Self researched, alternative news and information (from multiple sources) is one of the best methods to stay well informed.
Never trust or follow MSM/mega corporations such as Monsanto.
The corrupt FDA has once again turned it’s back on the American public and has actually assisted in suppressing the dangers of this issue.
If you consumed or fed regular milk to your family today (8/21/08), there is more than a 90% chance that it was from a cow injected with BGH.
(Bovine somatotropin developed by using recombinant DNA technology).
You could be killing or harming your child every time you pour them a glass of milk, the same as pouring them a glass of slow acting poison.
Please take action to ensure our children’s safety, for they can not protect themselves. Remember too, that pus (exudate, infection discharge) is almost always present cow’s milk… think about this fact the next time you feed your child this supposedly healthy product.
https://www.youtube.com/watch?v=JL1pKlnhvg0
Non-GMO product sales
Retail sales of products verified by the Non-GMO Project, the top U.S. certification organization.
2011 — $1.2 billion
2012 — $2.7 billion
2013 — $5 billion
2014 — $8.5 billion
Source: Non-GMO Project
So you are saying that Non GMO sucks. GMO sales went from 0 to 90 plus percent in under 15 years.

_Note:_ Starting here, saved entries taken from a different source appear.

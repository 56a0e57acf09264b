//! Durable paper metadata storage.

mod db;
mod sqlite;

pub use db::Database;
pub use sqlite::MetadataStore;

use chrono::NaiveDate;
use thiserror::Error;

use crate::identity::ReviewFlag;

/// Errors from the metadata store.
#[derive(Debug, Clone, Error)]
pub enum StoreError {
    #[error("paper not found: {0}")]
    NotFound(String),

    #[error("invalid input: {0}")]
    Validation(String),

    #[error("storage error: {0}")]
    Storage(String),
}

/// Result of a merge-upsert.
#[derive(Debug, Clone, PartialEq)]
pub struct UpsertOutcome {
    pub paper_id: String,
    /// True when a new record was created, false when an existing one was
    /// merged into.
    pub created: bool,
    /// Present when the new record's title nearly collides with an
    /// existing one; the records were kept distinct.
    pub review: Option<ReviewFlag>,
}

/// Metadata filters applied by [`MetadataStore::list`]. Applies no
/// ranking; ordering and pagination belong to the query engine.
#[derive(Debug, Clone, Default)]
pub struct ListFilter {
    /// Case-insensitive substring match against title OR abstract.
    pub keyword: Option<String>,
    /// Case-insensitive substring match against venue.
    pub venue: Option<String>,
    /// Excludes records with unknown citation count.
    pub min_citations: Option<i64>,
    /// Inclusive; records without a publication date are excluded when a
    /// bound is set.
    pub date_from: Option<NaiveDate>,
    pub date_to: Option<NaiveDate>,
    /// Only records with an indexed full text.
    pub full_text_only: bool,
    /// Restrict to this id set (used to push full-text matches down).
    pub paper_ids: Option<Vec<String>>,
}

impl ListFilter {
    pub fn is_empty(&self) -> bool {
        self.keyword.is_none()
            && self.venue.is_none()
            && self.min_citations.is_none()
            && self.date_from.is_none()
            && self.date_to.is_none()
            && !self.full_text_only
            && self.paper_ids.is_none()
    }
}

/// Replace characters that are unsafe in filenames and cap the length, so
/// provider-supplied ids cannot escape the papers directory.
pub(crate) fn sanitize_filename(name: &str) -> String {
    let mut safe: String = name
        .chars()
        .map(|c| match c {
            '<' | '>' | ':' | '"' | '/' | '\\' | '|' | '?' | '*' => '_',
            c if c.is_control() => '_',
            c => c,
        })
        .collect();
    safe.truncate(200);
    safe
}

I’m not saying your a queef But your’;queef!
Abe, your information sources are bogus. In a dairy, each ingredient is independently tested. We know nutritional differences between forage and grain products that no other consumer requires.
There is absolutely zero nutritional difference between GMO and non GMO corn because of the GMO trait. Anyone who claims different should be avoided as an information source.
Hey, good to see ya back. How seeding going?
Everything doing fine. I read some really off base replies on the milk thread, but the comments were closed before I could reply.
It is absurd that anyone would continue arguing we give antibiotics to lactating cows without taking just a few seconds to confirm the facts.
It is simply amazing some of the crazy stuff that is believed.
Dr Vrain did not quit, he retired from the Canadian Federal Government. He was a mid level bureaucrat, working for the Feds.
He is now a Organic farmer and makes huge coin form giving anti-GMO lectures, talk about a conflict of interest.
If you’ll give me the Minute:second, I’ll take a look.